Ничто не разделяло Суд от сидящих в зале. Не было также ничего, что походило на скамью подсудимых, барьер, отделявший подсудимых, напоминал скорее обрамление ложи. Сами обвиняемые представляли собой холеных, хорошо одетых мужчин с медленными непринуждёнными манерами. Они пили чай, из карманов пиджаков у них торчали газеты, и они с интересом посматривали на публику. По общему виду это походило скорее на дискуссию, чем на судебный процесс, дискуссию, которую ведут в тоне беседы образованные люди, старающиеся выяснить правду и установить, что именно произошло и почему это произошло. Создавалось впечатление, будто обвиняемые, прокурор и судьи увлечены одинаковым и чуть было не сказал спортивным интересом выяснить с максимальной точностью всё происходящее. Если бы этот суд поручили инсценировать режиссёру, то ему, вероятно, понадобилось бы немало лет и немалое количество репетиций, чтобы добиться от обвиняемых такой сыгранности: так добросовестно и старательно не пропускали они ни малейшей неточности друг у друга, и их взволнованность проявлялась с такой сдержанностью.
Короче, «гипнотизёры, отравители и судебные чиновники-палачи», подготовившие обвиняемых, помимо всех своих ошеломляющих качеств, должны были быть выдающимися режиссёрами и психологами.
Деловитость. Невероятной и жуткой казалась деловитость, обнажённость, с которой эти люди непосредственно перед своей почти верной смертью рассказывали о своих действиях и давали объяснения своим преступлениям. Очень жаль, что в Советском Союзе воспрещается производить в залах суда киносъёмку и записи на грампластинки. Если бы мировому общественному мнению представить не только то, что говорили обвиняемые, но и как они это говорили, их интонации, их лица, то, я думаю, неверящих стало бы гораздо меньше.
Поведение.
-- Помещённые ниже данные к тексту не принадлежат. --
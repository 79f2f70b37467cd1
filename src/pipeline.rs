//! Stage-ordered orchestration: silhouette, per-region detail dispatch,
//! and layer assembly.

use crate::binarizer::{self, BinaryMask};
use crate::contour_tracer;
use crate::error::CoreError;
use crate::morphology;
use crate::path::{OptimizedPath, PathKind};
use crate::path_optimizer::{self, CENTERLINE_MERGE_DISTANCE};
use crate::raster::{self, PixelBuffer};
use crate::region_finder::{self, Region};
use crate::skeleton_tracer;
use crate::skeletonizer;
use rayon::prelude::*;
use serde::{Deserialize, Serialize};

/// The only two tunables exposed at the core boundary.
#[derive(Debug, Clone, Copy, Serialize, Deserialize)]
pub struct Params {
    pub detail_level: u32,
    pub centerline_sensitivity: u32,
}

impl Default for Params {
    fn default() -> Self {
        Self {
            detail_level: 50,
            centerline_sensitivity: 50,
        }
    }
}

/// `{outlineCount, centerlineCount, gapsDetected=0, totalPaths}`.
#[derive(Debug, Clone, Copy, Default, Serialize, Deserialize)]
pub struct Stats {
    pub outline_count: usize,
    pub centerline_count: usize,
    pub gaps_detected: usize,
    pub total_paths: usize,
}

/// The three layer-tagged vector documents plus their statistics.
#[derive(Debug)]
pub struct ProcessOutput {
    pub full: Vec<OptimizedPath>,
    pub cut: Vec<OptimizedPath>,
    pub engrave: Vec<OptimizedPath>,
    pub stats: Stats,
}

/// Noise floor below which a raw region is dropped outright.
const REGION_NOISE_FLOOR: usize = 15;

/// `process(buffer, width, height, params)` — the core's one programmatic
/// entry point. Binarizes, pads, traces the silhouette, then — if
/// `detailLevel > 0` — classifies and traces every surviving region as an
/// outline or a centerline, and assembles the three layers.
pub fn process(
    buffer: &[u8],
    width: u32,
    height: u32,
    params: &Params,
) -> Result<ProcessOutput, CoreError> {
    let raw = PixelBuffer::from_raw(width, height, buffer)?;
    let padded = raster::pad_with_white(&raw);
    log::debug!(
        "padded {}x{} -> {}x{}",
        raw.width,
        raw.height,
        padded.width,
        padded.height
    );

    let binary = binarizer::binarize(&padded, binarizer::DEFAULT_THRESHOLD);
    let foreground = binary.cells.iter().filter(|&&v| v == 1).count();
    log::debug!(
        "binarized {}x{} at threshold {}: {foreground} foreground pixels",
        binary.width,
        binary.height,
        binarizer::DEFAULT_THRESHOLD
    );

    let mut outline_paths = Vec::new();
    let mut centerline_paths = Vec::new();

    if let Some(silhouette) = trace_silhouette(&binary) {
        outline_paths.push(silhouette);
    } else {
        log::warn!("no silhouette found — canvas appears entirely blank");
    }

    if params.detail_level > 0 {
        let (mut outlines, mut centerlines) = trace_details(&binary, params);
        outline_paths.append(&mut outlines);
        centerline_paths.append(&mut centerlines);
    }

    let stats = Stats {
        outline_count: outline_paths.len(),
        centerline_count: centerline_paths.len(),
        gaps_detected: 0,
        total_paths: outline_paths.len() + centerline_paths.len(),
    };

    let cut = outline_paths.clone();
    let engrave = centerline_paths.clone();
    let mut full = outline_paths;
    full.extend(centerline_paths);
    log::debug!(
        "assembled layers: cut={} engrave={} full={}",
        cut.len(),
        engrave.len(),
        full.len()
    );

    Ok(ProcessOutput {
        full,
        cut,
        engrave,
        stats,
    })
}

/// Placeholder heuristic entry point: always returns the documented
/// default, pending future content-aware suggestions.
pub fn suggest_params(_buffer: &[u8]) -> Params {
    Params::default()
}

/// Stage A: silhouette extraction. Picks the border walk of maximum
/// shoelace area among all candidates on the silhouette mask, so a
/// silhouette mask with disjoint blobs (e.g. small dilation radius)
/// still yields exactly one silhouette path.
fn trace_silhouette(binary: &BinaryMask) -> Option<OptimizedPath> {
    // A silhouette built from fewer raw foreground pixels than the noise
    // floor is degenerate — a single stray pixel dilates into a solid
    // little blob that would otherwise trace as a spurious cut path.
    let foreground_area = binary.cells.iter().filter(|&&v| v == 1).count();
    if foreground_area < REGION_NOISE_FLOOR {
        return None;
    }

    let silhouette_mask = morphology::silhouette_mask(binary, morphology::DEFAULT_DILATION);
    let pixels: Vec<(u32, u32)> = (0..silhouette_mask.height)
        .flat_map(|y| (0..silhouette_mask.width).map(move |x| (x, y)))
        .filter(|&(x, y)| silhouette_mask.get(x as i64, y as i64) == 1)
        .collect();
    log::debug!(
        "morphology: dilation radius {} -> silhouette mask with {} foreground pixels",
        morphology::DEFAULT_DILATION,
        pixels.len()
    );
    if pixels.is_empty() {
        return None;
    }

    let contours = contour_tracer::trace_contours(&silhouette_mask, &pixels);
    let best = contours
        .iter()
        .max_by(|a, b| {
            let area_a = polygon_area(a);
            let area_b = polygon_area(b);
            area_a.partial_cmp(&area_b).unwrap_or(std::cmp::Ordering::Equal)
        })
        .cloned();
    log::debug!(
        "silhouette trace: {} candidate contour(s), chosen area {:.1}px",
        contours.len(),
        best.as_deref().map(polygon_area).unwrap_or(0.0)
    );
    let best = best?;

    let mut optimized = path_optimizer::optimize_path(best, PathKind::Outline)?;
    optimized.is_closed = true;
    if let Some(&first) = optimized.points.first() {
        *optimized.points.last_mut().unwrap() = first;
    }
    Some(optimized)
}

fn polygon_area(points: &[crate::path::Point]) -> f64 {
    if points.len() < 3 {
        return 0.0;
    }
    let mut area = 0.0;
    for i in 0..points.len() {
        let j = (i + 1) % points.len();
        area += points[i].x * points[j].y - points[j].x * points[i].y;
    }
    area.abs() / 2.0
}

/// Stage B: enumerate regions, apply the noise floor and the
/// detail-level cutoff, then classify each survivor as thick (outline)
/// or thin (centerline). Surviving regions share no mutable state, so
/// the classification-and-trace step fans out across a worker pool;
/// the fan-out and the final concatenation both run over the regions
/// in their original discovery order, so parallel execution never
/// perturbs output order.
fn trace_details(
    binary: &BinaryMask,
    params: &Params,
) -> (Vec<OptimizedPath>, Vec<OptimizedPath>) {
    let mut regions = region_finder::find_regions(binary);
    log::debug!("region enumeration: {} raw regions found", regions.len());
    regions.retain(|r| r.area >= REGION_NOISE_FLOOR);

    if regions.is_empty() {
        log::warn!("no regions survived the noise floor");
        return (Vec::new(), Vec::new());
    }

    // Compute the cutoff from an area-sorted copy, but keep `regions` itself
    // in discovery order so the parallel fan-out below and the final
    // concatenation never depend on region area.
    let max_area = regions
        .iter()
        .map(|r| r.area)
        .max()
        .unwrap_or(0) as f64;
    let factor = ((100.0 - params.detail_level as f64) / 100.0).powi(3);
    let area_cutoff = max_area * factor * 0.02;
    regions.retain(|r| r.area as f64 >= area_cutoff);
    log::debug!(
        "{} regions survived detail-level cutoff ({area_cutoff:.1}px)",
        regions.len()
    );

    let fill_threshold = 2.0 + params.centerline_sensitivity as f64 * 3.0;

    let per_region: Vec<(Vec<OptimizedPath>, Vec<OptimizedPath>)> = regions
        .par_iter()
        .map(|region| classify_and_trace(binary, region, fill_threshold))
        .collect();

    let mut outlines = Vec::new();
    let mut centerlines = Vec::new();
    for (mut o, mut c) in per_region {
        outlines.append(&mut o);
        centerlines.append(&mut c);
    }
    log::debug!(
        "path optimization: {} outline(s), {} centerline(s) kept from {} regions",
        outlines.len(),
        centerlines.len(),
        regions.len()
    );
    (outlines, centerlines)
}

fn classify_and_trace(
    binary: &BinaryMask,
    region: &Region,
    fill_threshold: f64,
) -> (Vec<OptimizedPath>, Vec<OptimizedPath>) {
    if region.avg_width > fill_threshold {
        let contours = contour_tracer::trace_contours(binary, &region.pixels);
        let outlines = contours
            .into_iter()
            .filter_map(|c| path_optimizer::optimize_path(c, PathKind::Outline))
            .collect();
        (outlines, Vec::new())
    } else {
        let local_mask = region.to_local_mask(binary.width, binary.height);
        let skeleton = skeletonizer::skeletonize(&local_mask);
        let chains = skeleton_tracer::trace_chains(&skeleton);
        let merged = path_optimizer::merge_chains(chains, CENTERLINE_MERGE_DISTANCE);
        let centerlines = merged
            .into_iter()
            .filter_map(|c| path_optimizer::optimize_path(c, PathKind::Centerline))
            .collect();
        (Vec::new(), centerlines)
    }
}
Признавались они все, но каждый на свой собственный манер: один с циничной интонацией, другой бодро и ретиво, как солдат, третий внутренне сопротивляясь, прибегая к увёрткам, четвёртый — как раскаивающийся ученик, пятый поучая. Но тон, выражение лиц, жесты у всех были правдивы.
Пятаков. Я никогда не забуду, как Георгий Пятаков, господин среднего роста, средних лет, с небольшой лысиной и трясущейся в такт речи рыжеватой острой бородой, стоял перед микрофоном и как он говорил — будто читал лекцию. Спокойно и старательно он повествовал о том, как он вредил в вверенной ему промышленности. Он объяснял, указывал вытянутым пальцем, напоминая преподавателя высшей школы, историка, выступающего с докладом о жизни и деяниях давно умершего человека по имени Пятаков и стремящегося разъяснить все обстоятельства до мельчайших подробностей, охваченный одним желанием, чтобы слушатели и студенты всё правильно поняли и усвоили.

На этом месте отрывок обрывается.